The Risk Ladder
Published May 23, 2026Where this fits. A progressive risk-tier system inside TradingApp. Every order's base risk percentage is determined by the current ladder tier, multiplied by the regime gate. The trader cannot manually set a higher tier — promotion is earned by recent trade outcomes.
What it does
The Risk Ladder defines three sizing tiers, each with a fixed base-risk percentage of net liquidation value:
| Tier | Base risk | |------|-----------| | Quarter | 0.25% | | Half | 0.50% | | Full | 1.00% |
Every order takes its base risk from the current tier. The trader does not set this number; it's a function of the engine's record of recent outcomes.
Promotion. Two consecutive "de-risked" trades — defined as taking the 2R partial and moving the remaining stops to break-even — promote the trader to the next tier up. The pattern that earns promotion is mechanical: the engine fired its planned partial, the rest of the position is risk-free, repeat once. After the second one, the next order goes out at the higher tier.
Demotion. One stopped-out trade — defined as the position closing at the hard stop without first reaching the partial — demotes the trader to the next tier down. There is no buffer, no "give it another chance." A stop-out is the market saying the current size isn't being earned, and the system reduces size in response.
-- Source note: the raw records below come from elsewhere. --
// src/writer.rs
//! Persists rendered reports.
//!
//! All reports are first staged into temporary files next to their targets and
//! only then renamed into place, so a failed run never leaves a truncated report.

use crate::error::{ReportError, Result};
use std::fs;
use std::path::{Path, PathBuf};

/// One report to persist: target file name and its lines.
#[derive(Debug, Clone, Copy)]
pub struct ReportFile<'a> {
    pub name: &'a str,
    pub lines: &'a [String],
}

/// Joins lines with `\n`, terminating the last one too.
#[must_use]
pub fn render(lines: &[String]) -> String {
    let mut out = String::with_capacity(lines.iter().map(|l| l.len() + 1).sum());
    for line in lines {
        out.push_str(line);
        out.push('\n');
    }
    out
}

/// Writes every report into `dir`, creating it if absent.
///
/// # Errors
/// Returns error if the directory cannot be created or any report cannot be
/// staged or moved into place. Staged temporaries are removed on failure.
pub fn write_reports(dir: &Path, reports: &[ReportFile<'_>]) -> Result<Vec<PathBuf>> {
    fs::create_dir_all(dir).map_err(|e| ReportError::io(e, dir))?;

    let mut staged: Vec<(PathBuf, PathBuf)> = Vec::with_capacity(reports.len());
    for report in reports {
        let target = dir.join(report.name);
        let temp = temp_path(dir, report.name);
        if let Err(e) = fs::write(&temp, render(report.lines)) {
            discard(&staged);
            let _ = fs::remove_file(&temp);
            return Err(ReportError::io(e, temp));
        }
        staged.push((temp, target));
    }

    let mut written = Vec::with_capacity(staged.len());
    for (idx, (temp, target)) in staged.iter().enumerate() {
        if let Err(e) = fs::rename(temp, target) {
            discard(&staged[idx..]);
            return Err(ReportError::io(e, target));
        }
        tracing::info!(path = %target.display(), "wrote report");
        written.push(target.clone());
    }

    Ok(written)
}

fn temp_path(dir: &Path, name: &str) -> PathBuf {
    dir.join(format!(".{name}.tmp"))
}

fn discard(staged: &[(PathBuf, PathBuf)]) {
    for (temp, _) in staged {
        if let Err(e) = fs::remove_file(temp) {
            tracing::warn!(path = %temp.display(), error = %e, "failed to remove staged report");
        }
    }
}
// src/aggregate.rs
use crate::error::{ReportError, Result};
use crate::types::{ProductMap, ProductQty, SaleItem, SalesmanMoney};
use rust_decimal::Decimal;

/// Counts of what one `accumulate` call did with its items.
#[derive(Debug, Clone, Copy, Default, PartialEq, Eq)]
pub struct FoldStats {
    pub folded: usize,
    pub skipped: usize,
}

/// Running totals across every processed sales file.
#[derive(Debug, Clone, Default, PartialEq)]
pub struct Aggregates {
    pub product_qty: ProductQty,
    pub salesman_money: SalesmanMoney,
}

impl Aggregates {
    #[must_use]
    pub fn new() -> Self {
        Self::default()
    }

    /// Folds one salesman's items into both totals.
    ///
    /// # Errors
    /// Returns `Overflow` if a running total no longer fits.
    pub fn fold(
        &mut self,
        products: &ProductMap,
        salesman_doc: &str,
        items: &[SaleItem],
    ) -> Result<FoldStats> {
        accumulate(
            products,
            salesman_doc,
            items,
            &mut self.product_qty,
            &mut self.salesman_money,
        )
    }
}

/// Adds each item's quantity to `product_qty` and its revenue
/// (`unit_price * quantity`) to `salesman_money[salesman_doc]`.
///
/// Items whose product id is not in `products` are skipped without error and
/// create no entry in either map. An item whose totals would overflow leaves both
/// maps as they were before that item.
///
/// # Errors
/// Returns `Overflow` if a quantity, revenue or running total no longer fits.
pub fn accumulate(
    products: &ProductMap,
    salesman_doc: &str,
    items: &[SaleItem],
    product_qty: &mut ProductQty,
    salesman_money: &mut SalesmanMoney,
) -> Result<FoldStats> {
    let mut stats = FoldStats::default();

    for item in items {
        let Some(product) = products.get(&item.product_id) else {
            tracing::warn!(
                product_id = %item.product_id,
                salesman = salesman_doc,
                "skipping sale item for unknown product"
            );
            stats.skipped += 1;
            continue;
        };

        let qty = product_qty
            .get(&product.id)
            .copied()
            .unwrap_or(0)
            .checked_add(item.quantity)
            .ok_or_else(|| overflow("quantity", &product.id))?;
        let money = product
            .unit_price
            .checked_mul(Decimal::from(item.quantity))
            .and_then(|revenue| {
                salesman_money
                    .get(salesman_doc)
                    .copied()
                    .unwrap_or(Decimal::ZERO)
                    .checked_add(revenue)
            })
            .ok_or_else(|| overflow("revenue", salesman_doc))?;

        product_qty.insert(product.id.clone(), qty);
        salesman_money.insert(salesman_doc.to_string(), money);
        stats.folded += 1;
    }

    Ok(stats)
}

fn overflow(total: &'static str, key: &str) -> ReportError {
    ReportError::Overflow {
        total,
        key: key.to_string(),
    }
}
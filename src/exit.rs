// src/exit.rs
//! Process exit codes for `salesreport`.
//!
//! Provides a stable contract for scripts and automation.

use crate::error::ReportError;
use std::process::Termination;

#[derive(Debug, Clone, Copy, PartialEq, Eq)]
#[repr(i32)]
pub enum ReportExit {
    /// Both reports were written.
    Success = 0,
    /// Generic error (I/O, configuration).
    Error = 1,
    /// An input line did not match its record format, or its totals overflowed.
    MalformedInput = 2,
    /// A sales total refers to a salesman or product that was never loaded.
    MissingReference = 3,
}

impl ReportExit {
    #[must_use]
    pub fn code(self) -> i32 {
        self as i32
    }

    /// Picks the exit code for a failed run.
    #[must_use]
    pub fn for_error(err: &anyhow::Error) -> Self {
        match err.downcast_ref::<ReportError>().map(ReportError::root) {
            Some(ReportError::MalformedRecord { .. } | ReportError::Overflow { .. }) => {
                Self::MalformedInput
            }
            Some(ReportError::MissingReference { .. }) => Self::MissingReference,
            _ => Self::Error,
        }
    }
}

impl Termination for ReportExit {
    #[allow(clippy::cast_sign_loss, clippy::cast_possible_truncation)]
    fn report(self) -> std::process::ExitCode {
        std::process::ExitCode::from(self.code() as u8)
    }
}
The ladder is asymmetric on purpose. Promotion takes two successes; demotion takes one stop-out. The trader can lose tier faster than they can gain it.
Why the asymmetry
A winning streak feels like skill. A losing streak feels like bad luck. Neither feeling is reliable.
The ladder uses the asymmetry the market actually rewards: pressing into proven performance and pulling back fast on the first sign of trouble. The two-trades-to-promote rule prevents promotion on a single fluke. The one-stop-to-demote rule prevents pressing into a regime that's stopped paying.
This is the inverse of what the trader's nervous system wants. After a stop-out, the urge is to "make it back" — which means trading bigger to recover faster. The ladder forces smaller. After two clean wins, the urge is to "lock in gains" — which means trading smaller to protect the profit. The ladder forces larger.
Both forced moves are the right move, statistically. They're hard to make manually because they invert the emotional response.
How it combines with the regime gate
The Risk Ladder produces the base risk percentage. The regime gate (the Ampel) produces a multiplier that adjusts for market conditions. Effective dollar risk on any order is:
dollar risk = net liq × base risk % × regime multiplier
At Quarter tier in a yellow regime: 0.25% × 0.5 = 0.125% of net liq. Tiny. At Full tier in a green regime: 1.00% × 1.0 = 1.00% of net liq. Standard. At Full tier in a red regime: 1.00% × 0.25 = 0.25% of net liq. Even at the highest earned tier, the regime overrides.
The two systems compound. A trader can be at Full tier and still trading 0.25% size because the regime gate says so. A trader can be in a green regime and still trading 0.25% because the ladder demoted them after a recent stop-out. Both have to align for full size.
What this rule replaces
A trader without the ladder has two failure modes that compound:
- Pressing into losses. Recent stops feel like signals that the next trade has to work to recover. The trader sizes up. The next loss is bigger.
- Reducing into wins. Recent wins feel like the streak is ending. The trader sizes down right before the regime that's been paying continues to pay.
The ladder inverts both. Recent stops trigger smaller size; recent wins trigger larger size. The trader doesn't have to override their own instincts in the moment — the system does it for them.
What it costs
The ladder produces a slower return-to-full-size after a setback than aggressive sizing would. A trader who's been at Full tier and takes one stop-out then has to grind back through Half tier with two clean trades before returning to Full. During that grind, the trader is making real profits but at half the historical size — which means real opportunity cost on trades that would have worked at full size.
This cost is the entire point. The ladder's value is that the trader doesn't get to choose to skip the grind. The grind is the price of having taken the recent stop, and paying it is what prevents the much larger drawdowns that come from sizing up through losing streaks.